No acompañé las marchas del 2 de abril porque el Centro Democrático es el único actor político sobre la faz de la tierra que se opone a la paz en su propio país.
Más allá de cuantos salieron a las calles ese día, no más de 120.000 en toda la nación, lo preocupante fue el surgir de una nueva modalidad de narco paramilitarismo ultraconservador, que adelantó un paro armado que el gobierno ni el ejército evitaron, confrontaron y derrotaron. Esto denota que dentro de las fuerzas de seguridad de Colombia hay miembros que no están con la paz sino con la guerra, por eso vimos un ministro de defensa en las nubes: sin autoridad, sin manejo, sin control y sin gesto: la guerra y los nuevos factores le pasan por el frente, no los ve, niega o minimiza.
Colombia está ante un nuevo conflicto que se alimenta de un desastroso proceso de reinserción paramilitar en los gobiernos de Alvaro Uribe, que se ampara en una oposición irracional a las negociaciones de paz en La Habana, y expresa un odio infinito y enceguecido a las guerrillas, odio, que no se expresa igual contra los paramilitares, que son, en aras de no entrar en inútil discusión, tan bárbaros como aquellos.
Este es el aspecto más preocupante de los eventos de la semana pasada, porque hay actores para los cuales la reconciliación no es funcional a sus intereses. Pero aún más grave, los medios amplifican y contribuyen al odio a las FARC y al ELN, pero no lo hacen de la misma manera con los paramilitares, y refleja la decadencia institucional, ideológica, política, económica y social en que ha caído Colombia: una especie de doble falsa moral infinita atravesada en la cosmovisión ciudadana, pero no en la campesina. En las encuestas que los medios corren periódicamente, ninguna pregunta sobre el paramilitarismo. Es hora de que Colombia se quite la máscara de la muerte, de premodernidad, de doble moral, y se exprese con sinceridad.
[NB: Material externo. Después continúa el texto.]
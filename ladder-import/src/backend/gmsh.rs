//! gmsh command-line engine
//!
//! Drives the `gmsh` executable through generated `.geo` scripts. A session
//! records the commands issued so far; each query replays them in a fresh
//! non-interactive gmsh process and reads the answers back from files
//! written with `Printf`.
//!
//! Limitations of the script interface:
//! - entity tags are synthesized as `1..=count` per dimension
//! - the bounding box comes from gmsh's `General.Min*`/`General.Max*`
//! - part names are read from STEP `PRODUCT` records and assigned to
//!   volumes in file order

use super::engine::{EngineError, Entity, MeshEngine, GENERAL_TERMINAL};
use std::path::{Path, PathBuf};
use std::process::Command;
use tempfile::TempDir;
use tracing::debug;

const SENTINEL_FILE: &str = "done.txt";
const COUNTS_FILE: &str = "counts.txt";
const BBOX_FILE: &str = "bbox.txt";
const MESH_FILE: &str = "mesh.msh";
const SCRIPT_FILE: &str = "script.geo";

/// Engine backed by the gmsh executable
pub struct GmshCli {
    binary: String,
    session: Option<ScriptSession>,
}

/// Per-session scratch state
struct ScriptSession {
    scratch: TempDir,
    lines: Vec<String>,
    occ_factory: bool,
    /// Part names read from the loaded STEP file
    product_names: Vec<String>,
    mesh_ready: bool,
}

impl ScriptSession {
    fn scratch_file(&self, name: &str) -> PathBuf {
        self.scratch.path().join(name)
    }
}

impl GmshCli {
    pub fn new(binary: impl Into<String>) -> Self {
        Self {
            binary: binary.into(),
            session: None,
        }
    }

    pub fn binary(&self) -> &str {
        &self.binary
    }

    fn session(&self) -> Result<&ScriptSession, EngineError> {
        self.session.as_ref().ok_or(EngineError::NoSession)
    }

    fn session_mut(&mut self) -> Result<&mut ScriptSession, EngineError> {
        self.session.as_mut().ok_or(EngineError::NoSession)
    }

    /// Replay the recorded script followed by `extra`, in a fresh gmsh process
    fn run(&self, extra: &[String]) -> Result<(), EngineError> {
        let session = self.session()?;
        let sentinel = session.scratch_file(SENTINEL_FILE);
        if sentinel.exists() {
            std::fs::remove_file(&sentinel)?;
        }

        let mut script: Vec<String> = session.lines.clone();
        script.extend_from_slice(extra);
        script.push(format!("Printf(\"done\") > {};", quote(&sentinel)));

        let script_path = session.scratch_file(SCRIPT_FILE);
        std::fs::write(&script_path, script.join("\n") + "\n")?;

        debug!(script = %script_path.display(), lines = script.len(), "Running gmsh");

        let output = Command::new(&self.binary)
            .arg(&script_path)
            .arg("-")
            .arg("-nopopup")
            .output()
            .map_err(|e| launch_error(&self.binary, e))?;

        let stdout = String::from_utf8_lossy(&output.stdout);
        let stderr = String::from_utf8_lossy(&output.stderr);

        if let Some(message) = first_error_line(&stdout).or_else(|| first_error_line(&stderr)) {
            return Err(EngineError::Command {
                status: output.status.code(),
                message,
            });
        }
        if !output.status.success() {
            return Err(EngineError::Command {
                status: output.status.code(),
                message: format!("gmsh exited with {}", output.status),
            });
        }
        if !sentinel.exists() {
            return Err(EngineError::Command {
                status: output.status.code(),
                message: "gmsh stopped before the end of the script".to_string(),
            });
        }
        Ok(())
    }

    fn require_file(path: &Path) -> Result<(), EngineError> {
        if path.is_file() {
            Ok(())
        } else {
            Err(EngineError::Io(std::io::Error::new(
                std::io::ErrorKind::NotFound,
                format!("File not found: {}", path.display()),
            )))
        }
    }
}

impl MeshEngine for GmshCli {
    fn query_version(&mut self) -> Result<String, EngineError> {
        let output = Command::new(&self.binary)
            .arg("--version")
            .output()
            .map_err(|e| launch_error(&self.binary, e))?;

        if !output.status.success() {
            return Err(EngineError::Command {
                status: output.status.code(),
                message: String::from_utf8_lossy(&output.stderr).trim().to_string(),
            });
        }

        // gmsh prints its version on stderr in older releases
        let stdout = String::from_utf8_lossy(&output.stdout);
        let stderr = String::from_utf8_lossy(&output.stderr);
        Ok(first_line(&stdout)
            .or_else(|| first_line(&stderr))
            .unwrap_or_default())
    }

    fn initialize(&mut self) -> Result<(), EngineError> {
        let scratch = tempfile::Builder::new().prefix("ladder_gmsh_").tempdir()?;
        self.session = Some(ScriptSession {
            scratch,
            lines: Vec::new(),
            occ_factory: false,
            product_names: Vec::new(),
            mesh_ready: false,
        });
        Ok(())
    }

    fn finalize(&mut self) {
        // Dropping the TempDir removes the scratch directory
        self.session = None;
    }

    fn add_model(&mut self, name: &str) -> Result<(), EngineError> {
        let session = self.session_mut()?;
        session.lines.push(format!("// model {}", name));
        Ok(())
    }

    fn set_number(&mut self, key: &str, value: f64) -> Result<(), EngineError> {
        let session = self.session_mut()?;
        // Terminal output is how errors are detected
        if key != GENERAL_TERMINAL {
            session.lines.push(format!("{} = {};", key, value));
        }
        session.mesh_ready = false;
        Ok(())
    }

    fn import_shapes(&mut self, path: &Path) -> Result<(), EngineError> {
        Self::require_file(path)?;
        let product_names = if is_step_file(path) {
            read_step_product_names(path)
        } else {
            Vec::new()
        };

        let session = self.session_mut()?;
        if !session.occ_factory {
            session.lines.push("SetFactory(\"OpenCASCADE\");".to_string());
            session.occ_factory = true;
        }
        session.lines.push(format!("ShapeFromFile({});", quote(path)));
        session.product_names = product_names;
        Ok(())
    }

    fn synchronize(&mut self) -> Result<(), EngineError> {
        // Script geometry is synchronized implicitly; validate the load instead
        self.run(&[])
    }

    fn merge(&mut self, path: &Path) -> Result<(), EngineError> {
        Self::require_file(path)?;
        self.session_mut()?.lines.push(format!("Merge {};", quote(path)));
        self.run(&[])
    }

    fn entities(&mut self) -> Result<Vec<Entity>, EngineError> {
        let counts_path = self.session()?.scratch_file(COUNTS_FILE);
        self.run(&[
            "ladder_p[] = Point{:};".to_string(),
            "ladder_c[] = Curve{:};".to_string(),
            "ladder_s[] = Surface{:};".to_string(),
            "ladder_v[] = Volume{:};".to_string(),
            format!(
                "Printf(\"%g %g %g %g\", #ladder_p[], #ladder_c[], #ladder_s[], #ladder_v[]) > {};",
                quote(&counts_path)
            ),
        ])?;

        let counts = parse_numbers(&std::fs::read_to_string(&counts_path)?, 4)?;
        let mut entities = Vec::new();
        for (dim, count) in counts.into_iter().enumerate() {
            let count = count.max(0.0) as i32;
            entities.extend((1..=count).map(|tag| (dim as i32, tag)));
        }
        Ok(entities)
    }

    fn bounding_box(&mut self) -> Result<[f64; 6], EngineError> {
        let bbox_path = self.session()?.scratch_file(BBOX_FILE);
        self.run(&[format!(
            "Printf(\"%g %g %g %g %g %g\", General.MinX, General.MinY, General.MinZ, \
             General.MaxX, General.MaxY, General.MaxZ) > {};",
            quote(&bbox_path)
        )])?;

        let values = parse_numbers(&std::fs::read_to_string(&bbox_path)?, 6)?;
        let mut bbox = [0.0; 6];
        bbox.copy_from_slice(&values);
        Ok(bbox)
    }

    fn entity_name(&mut self, dim: i32, tag: i32) -> Result<String, EngineError> {
        let session = self.session()?;
        if dim != 3 || tag < 1 {
            return Ok(String::new());
        }
        Ok(session
            .product_names
            .get(tag as usize - 1)
            .cloned()
            .unwrap_or_default())
    }

    fn generate(&mut self, dim: i32) -> Result<(), EngineError> {
        let mesh_path = self.session()?.scratch_file(MESH_FILE);
        self.run(&[format!("Mesh {};", dim), format!("Save {};", quote(&mesh_path))])?;
        if !mesh_path.is_file() {
            return Err(EngineError::Command {
                status: None,
                message: "gmsh produced no mesh".to_string(),
            });
        }
        self.session_mut()?.mesh_ready = true;
        Ok(())
    }

    fn write(&mut self, path: &Path) -> Result<(), EngineError> {
        let session = self.session()?;
        if !session.mesh_ready {
            return Err(EngineError::Command {
                status: None,
                message: "no mesh has been generated".to_string(),
            });
        }
        let mesh_path = session.scratch_file(MESH_FILE);

        // Re-export the saved mesh only; replaying the geometry would remesh it
        let saved = std::mem::take(&mut self.session_mut()?.lines);
        self.session_mut()?
            .lines
            .push(format!("Merge {};", quote(&mesh_path)));
        let result = self.run(&[format!("Save {};", quote(path))]);
        self.session_mut()?.lines = saved;
        result
    }
}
Los grandes medios, sobre todo los noticieros de televisión de las siete de la noche, muestran con grandes titulares los actos cada vez más esporádicos de violencia guerrillera, pero no muestran ni tienen estrategia para mostrar cómo las estadísticas de la guerra con la insurgencia, prácticamente han desaparecido.
Cuando el Secretario de Estado Kerry conversó con las FARC y les garantizó seguridad una vez se desmovilicen, es un mensaje que Colombia no ha querido leer en su verdadera dimensión. Fue directo al gobierno, a la clase dirigente, a las fuerzas militares, a los inservibles partidos políticos, a la injusta e inútil justicia, y palabras más palabras menos, van a venir por aquellos que persistan en la barbarie, porque se han dado cuenta que la narco confrontación de Colombia nuevamente se salió de madre, y no encaja en ningún juego geopolítico y geoestratégico.
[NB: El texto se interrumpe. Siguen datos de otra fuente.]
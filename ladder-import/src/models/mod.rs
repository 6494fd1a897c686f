//! Data models for the import pipeline
//!
//! - Model introspection snapshot
//! - Conversion request/result value objects
//! - Batch progress bookkeeping
//! - Per-batch import options and the final batch report

pub mod batch_progress;
pub mod conversion;
pub mod import_options;
pub mod model_info;
pub mod report;

pub use batch_progress::{BatchProgress, Phase};
pub use conversion::{ConversionError, ConversionRequest, ConversionResult};
pub use import_options::{ImportOptions, OriginMode};
pub use model_info::{BoundingBox, ModelInfo};
pub use report::{BatchOutcome, BatchReport, FileWarning};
A esta esquina del odio y de la anomalía, ya no la quiere, ni entiende, ni justifica, ni tolera ningún país del globo. Por eso, hay que apoyar los procesos de negociación. Multiplicar, sumar voces y hacernos sentir, a pesar de un presidente más frio que un tempano de hielo, porque el odio se está atravesando como vaca muerta en la cotidianidad, en toda conversación civilizada, y en todo acto político, de amor y reconciliación.
Presidente Santos, haga la paz, comience por el cese bilateral del fuego para que acabe con esta guerra, pero quítele a Colombia el fantasma de una nueva monstruosidad. Haga una fuerza política de unión verdadera por la paz y la modernización, no de foto, no para la cámara, no, para que la ciudadanía se levante y unida salga a las calles, plazas y redes por el fin de la guerra. Convoque presidente, convoque por favor.